In the former coalfields of North Yorkshire is a story of how to actually level us up
When public sector funding for a regeneration project in North Yorkshire was cut off, that’s when the scheme in the former coalfields really took off, writes Adam Hawksbee
The last deep coal mine in Britain closed in Kellingley, North Yorkshire, eight years ago. In the place of the former colliery that once employed thousands are just 11 nondescript industrial units next to a small car park. But this unassuming site is quietly driving the area’s regeneration. These units, operated by an offshoot of the Coalfields Regeneration Trust, generate £4m each year by leasing space to small businesses. Every penny of pre-tax profit goes back into regeneration – supporting dozens of local grassroot groups and delivering programmes to hundreds of residents in nearby Knottingley that tackle obesity, treat mental health issues, and increase employability.
This site, and the model it underpins, represents a path to securing a legacy for levelling up. Too often the government’s flagship economic agenda to support left behind places, first espoused by Boris Johnson in 2019, has been characterised by competitive funds and centralised pots. Criticisms from both the left and right have focussed on a “begging bowl culture” – an emphasis on handouts instead of a hand up. This project in the coalfields points to a different path: locally-rooted institutions with financial independence and real autonomy.
In 1999, the trust was set up to support the 5.7 million people in the UK’s former mining communities. The scale of the challenge in these towns is vast. Economic opportunity remains scarce, life expectancy is low and multigenerational unemployment and boarded-up high streets have left their social fabric strained. The trust is involved with a huge range of activities, from supporting the neighbourhood plans that guide development to youth football tournaments at regional universities. Crucially, all of these activities are tailored to the dozens of towns the trust operates in.
In 2010, the project received what could have been heartbreaking news. Due to departmental cuts, there would only be one final lump sum of government investment. They would have to go it alone, and become self-financing.
Where many would have heard the death knell, Kellingley saw a way to safeguard their future. The Coalfields Regeneration Trust used their funds to create a corporate arm and eliminate their dependence on public sector grants. Today it operates sites in Wigan, Ollerton, and Mansfield and the flagship in Kellingley, alongside investments in renewable energy projects that also generate income.

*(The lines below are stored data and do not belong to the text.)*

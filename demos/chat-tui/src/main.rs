//! Terminal chat client.
//!
//! Run with: cargo run -p chat-tui -- --nick Ana
//!
//! Type a message and press Enter to send it. Commands: `/connect [nick]`,
//! `/disconnect`, `/join <room>`, `/nick <name>`, `/ping`, `/quit`.
//! F1-F5 join the quick rooms.

use std::{
    fs::File,
    io,
    path::PathBuf,
    sync::Mutex,
    time::{Duration, Instant},
};

use anyhow::Context;
use clap::Parser;
use crossterm::{
    event::{self, Event, KeyCode, KeyEventKind},
    execute,
    terminal::{EnterAlternateScreen, LeaveAlternateScreen, disable_raw_mode, enable_raw_mode},
};
use ratatui::{
    Frame, Terminal,
    backend::CrosstermBackend,
    layout::{Constraint, Direction, Layout},
    style::{Color, Modifier, Style},
    text::{Line, Span},
    widgets::{Block, Borders, Paragraph, Wrap},
};
use tracing_subscriber::EnvFilter;
use wschat_core::{ConnectionStatus, EntryKind, TranscriptEntry, UiAction};
use wschat_session::{ChatConfig, WebSocketSession, storage::FileIdentityStore};
use wschat_transport::{Scheme, WebSocketConnector, tui::ChatInput};

type Session = WebSocketSession<FileIdentityStore>;

#[derive(Debug, Parser)]
#[command(name = "chat-tui", about = "Terminal client for a room-based WebSocket chat")]
struct Args {
    /// JSON config file
    #[arg(short, long)]
    config: Option<PathBuf>,

    /// Server host
    #[arg(long)]
    host: Option<String>,

    /// Server port
    #[arg(long)]
    port: Option<u16>,

    /// Use wss://
    #[arg(long)]
    tls: bool,

    /// Nickname to connect with
    #[arg(short, long)]
    nick: Option<String>,

    /// Room to join on connect
    #[arg(short, long)]
    room: Option<String>,

    /// Seconds between keepalive pings (0 disables)
    #[arg(long)]
    keepalive: Option<u64>,

    /// Where the identity is remembered between runs
    #[arg(long)]
    identity_file: Option<PathBuf>,

    /// Log file
    #[arg(long, default_value = "chat-tui.log")]
    log_file: PathBuf,
}

impl Args {
    fn config(&self) -> anyhow::Result<ChatConfig> {
        let mut config = match &self.config {
            Some(path) => ChatConfig::load(path)
                .with_context(|| format!("loading {}", path.display()))?,
            None => ChatConfig::default(),
        };
        if let Some(host) = &self.host {
            config.endpoint.host.clone_from(host);
        }
        if let Some(port) = self.port {
            config.endpoint.port = port;
        }
        if self.tls {
            config.endpoint.scheme = Scheme::Wss;
        }
        if let Some(secs) = self.keepalive {
            config.keepalive_secs = Some(secs);
        }
        Ok(config)
    }

    fn identity_store(&self) -> anyhow::Result<FileIdentityStore> {
        match &self.identity_file {
            Some(path) => Ok(FileIdentityStore::new(path)),
            None => FileIdentityStore::default_location()
                .context("no config directory; pass --identity-file"),
        }
    }
}

#[tokio::main]
async fn main() -> anyhow::Result<()> {
    let args = Args::parse();

    let log = File::create(&args.log_file)
        .with_context(|| format!("creating {}", args.log_file.display()))?;
    tracing_subscriber::fmt()
        .with_env_filter(
            EnvFilter::try_from_default_env().unwrap_or_else(|_| EnvFilter::new("info")),
        )
        .with_writer(Mutex::new(log))
        .with_ansi(false)
        .init();

    let config = args.config()?;
    let keepalive = config.keepalive();
    let store = args.identity_store()?;
    let mut session = Session::new(config, WebSocketConnector::new(), store);

    session.restore_identity().await;
    if let Some(room) = &args.room {
        session.prefer_room(room).await;
    }

    let nick = args.nick.clone().unwrap_or_default();
    session.start_session(&nick).await;

    // Setup terminal
    enable_raw_mode()?;
    let mut stdout = io::stdout();
    execute!(stdout, EnterAlternateScreen)?;
    let backend = CrosstermBackend::new(stdout);
    let mut terminal = Terminal::new(backend)?;

    let result = run_app(&mut terminal, App::new(session, keepalive)).await;

    // Restore terminal
    disable_raw_mode()?;
    execute!(terminal.backend_mut(), LeaveAlternateScreen)?;
    terminal.show_cursor()?;

    result
}

struct App {
    session: Session,
    input: ChatInput,
    /// Lines scrolled up from the bottom.
    scroll: u16,
    keepalive: Option<Duration>,
    last_ping: Instant,
}

impl App {
    fn new(session: Session, keepalive: Option<Duration>) -> Self {
        Self {
            session,
            input: ChatInput::new(),
            scroll: 0,
            keepalive,
            last_ping: Instant::now(),
        }
    }

    /// Returns `false` once the user asked to quit.
    async fn handle_action(&mut self, action: UiAction) -> bool {
        match action {
            UiAction::Quit => {
                if self.session.status() != ConnectionStatus::Closed {
                    self.session.end_session();
                }
                false
            }
            UiAction::Send { text } => {
                if self.session.send_message(&text).is_sent() {
                    self.input.clear();
                    self.scroll = 0;
                }
                true
            }
            action => {
                self.session.apply(action).await;
                true
            }
        }
    }

    fn tick_keepalive(&mut self) {
        let Some(every) = self.keepalive else {
            return;
        };
        if self.last_ping.elapsed() >= every {
            self.session.ping();
            self.last_ping = Instant::now();
        }
    }
}

async fn run_app(
    terminal: &mut Terminal<CrosstermBackend<io::Stdout>>,
    mut app: App,
) -> anyhow::Result<()> {
    loop {
        app.session.pump();
        app.tick_keepalive();

        terminal.draw(|f| ui(f, &app))?;

        if !event::poll(Duration::from_millis(50))? {
            continue;
        }
        let event = event::read()?;

        if let Event::Key(key) = &event {
            let pressed = key.kind != KeyEventKind::Release;
            match key.code {
                KeyCode::F(n @ 1..=5) if pressed => {
                    let room = app.session.quick_rooms().get(usize::from(n - 1)).cloned();
                    if let Some(room) = room {
                        app.session.request_join(&room).await;
                    }
                    continue;
                }
                KeyCode::PageUp if pressed => {
                    app.scroll = app.scroll.saturating_add(10);
                    continue;
                }
                KeyCode::PageDown if pressed => {
                    app.scroll = app.scroll.saturating_sub(10);
                    continue;
                }
                _ => {}
            }
        }

        if let Some(action) = app.input.handle_event(&event) {
            if !app.handle_action(action).await {
                return Ok(());
            }
        }
    }
}

fn entry_line<'a>(entry: &'a TranscriptEntry, nickname: &str) -> Line<'a> {
    let time = entry.display_time();
    let mut spans = Vec::with_capacity(3);
    if !time.is_empty() {
        spans.push(Span::styled(
            format!("{time} "),
            Style::default().fg(Color::DarkGray),
        ));
    }

    match entry.kind {
        EntryKind::Message => {
            let from = entry.from.as_deref().unwrap_or("?");
            let color = if entry.is_mine(nickname) {
                Color::Cyan
            } else {
                Color::Magenta
            };
            spans.push(Span::styled(
                format!("{from}: "),
                Style::default().fg(color).add_modifier(Modifier::BOLD),
            ));
            spans.push(Span::raw(entry.text.as_str()));
        }
        EntryKind::Presence => spans.push(Span::styled(
            entry.text.as_str(),
            Style::default()
                .fg(Color::DarkGray)
                .add_modifier(Modifier::ITALIC),
        )),
        EntryKind::System => spans.push(Span::styled(
            entry.text.as_str(),
            Style::default().fg(Color::Gray),
        )),
        EntryKind::Error => spans.push(Span::styled(
            entry.text.as_str(),
            Style::default().fg(Color::Red),
        )),
    }
    Line::from(spans)
}

fn ui(f: &mut Frame, app: &App) {
    let chunks = Layout::default()
        .direction(Direction::Vertical)
        .constraints([
            Constraint::Min(3),    // Transcript
            Constraint::Length(3), // Input
            Constraint::Length(1), // Status
        ])
        .split(f.area());

    let session = &app.session;
    let identity = session.identity();

    // Transcript, pinned to the bottom unless scrolled
    let lines: Vec<Line> = session
        .transcript()
        .iter()
        .map(|entry| entry_line(entry, &identity.nickname))
        .collect();
    let visible = chunks[0].height.saturating_sub(2);
    let total = u16::try_from(lines.len()).unwrap_or(u16::MAX);
    let offset = total.saturating_sub(visible).saturating_sub(app.scroll);

    let title = format!(" #{} ", identity.room);
    let transcript = Paragraph::new(lines)
        .block(Block::default().borders(Borders::ALL).title(title))
        .wrap(Wrap { trim: false })
        .scroll((offset, 0));
    f.render_widget(transcript, chunks[0]);

    // Input area
    let draft = app.input.draft();
    let input = Paragraph::new(draft)
        .style(Style::default().fg(Color::Yellow))
        .block(
            Block::default()
                .borders(Borders::ALL)
                .title(format!(" {} ", identity.nickname)),
        );
    f.render_widget(input, chunks[1]);

    let cursor = u16::try_from(draft.chars().count()).unwrap_or(u16::MAX);
    f.set_cursor_position((
        chunks[1].x.saturating_add(cursor).saturating_add(1),
        chunks[1].y + 1,
    ));

    // Status bar
    let status = session.status();
    let status_style = match status {
        ConnectionStatus::Open => Style::default().fg(Color::Green),
        ConnectionStatus::Connecting => Style::default().fg(Color::Yellow),
        ConnectionStatus::Closed => Style::default().fg(Color::Red),
    };
    let mut spans = vec![
        Span::raw(" "),
        Span::styled(status.as_str(), status_style),
        Span::raw(format!(" {} | ", session.endpoint_url())),
    ];
    for (i, room) in session.quick_rooms().iter().take(5).enumerate() {
        spans.push(Span::styled(
            format!("F{}", i + 1),
            Style::default().fg(Color::Yellow),
        ));
        spans.push(Span::raw(format!(" {room} ")));
    }
    spans.push(Span::raw("| "));
    spans.push(Span::styled("Ctrl+C", Style::default().fg(Color::Yellow)));
    spans.push(Span::raw(" quit"));
    f.render_widget(Paragraph::new(Line::from(spans)), chunks[2]);
}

Evidence from the last sixty years of regeneration policy suggests this is what works. A report from my think tank, Onward, examined policies all the way back to Harold Wilson’s Urban Aid programme and found a core recipe for success. Deliver funding down to the lowest possible level, invest in institutions to steward progress, and then step back – operating more like a partner and less like a parent.
Metro mayors are the most obvious example of this approach. The Osborne/Gove double act means that more than half of England’s population is now covered by a devolution deal, with arrangements in the West Midlands and Greater Manchester creating a route to financial autonomy. There has also been progress at a more local level. The recent consultation on dormant assets suggested a new endowment for a community wealth fund. And the community ownership fund is supporting a welcome wave of assets being transferred to local charities and neighbourhood associations including football stadiums, cinemas, pubs, and corner shops.
But there are too many missed opportunities. The Levelling Up White Paper promised to create “community covenants” – hyper-local organisations that could attract funding and coordinate regeneration in left-behind neighbourhoods. Little has been heard of them since. And while capital investment has poured into areas through the towns fund, future high streets fund, and levelling up fund, nothing has been created with the kind of institutional legacy the coalfields project exemplifies. Instead, capacity funding has been absorbed by councils and consultancies with nothing left for communities themselves.
The Coalfields Regeneration Trust turns 25 next year. Its survival and success rests on a model the government would do well to replicate. Identify the groups doing the best work at a local level. Use every lever possible to build their capacity until they can stand on their own two feet: endow, invest, grant, loan, transfer. And then step out of the way. Without a burst of energy before the election, the Conservatives risk a limited legacy on levelling up. They should learn the lessons of Kellingley.